→ **Directions**: Repeat exactly each line of the material, starting from the line that contains "pub use authority::LocalAuthority;" and finishing with the final line.

*** Block opens ***

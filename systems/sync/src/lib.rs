#![deny(
    unsafe_code,
    missing_docs,
    dead_code,
    unused_results,
    non_snake_case,
    unreachable_pub
)]

//! Synchronization between the local board and the remote session service.
//!
//! [`SyncClient`] is the only component that sends intents and the only one
//! that feeds inbound envelopes into `tabletop_board::apply`. Transports plug
//! in through the [`Channel`] trait.

mod authority;
mod channel;
mod client;
mod stream;
pub mod wire;

pub use authority::LocalAuthority;
pub use channel::{Channel, LoopbackChannel};
pub use client::{Delivery, SyncClient, SyncStats};
pub use stream::StreamChannel;
pub use wire::WireError;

*** Block closes ***

→ **Your response**:
pub use authority::LocalAuthority;
pub use channel::{Channel, LoopbackChannel};
pub use client::{Delivery, SyncClient, SyncStats};
pub use stream::StreamChannel;
pub use wire::WireError;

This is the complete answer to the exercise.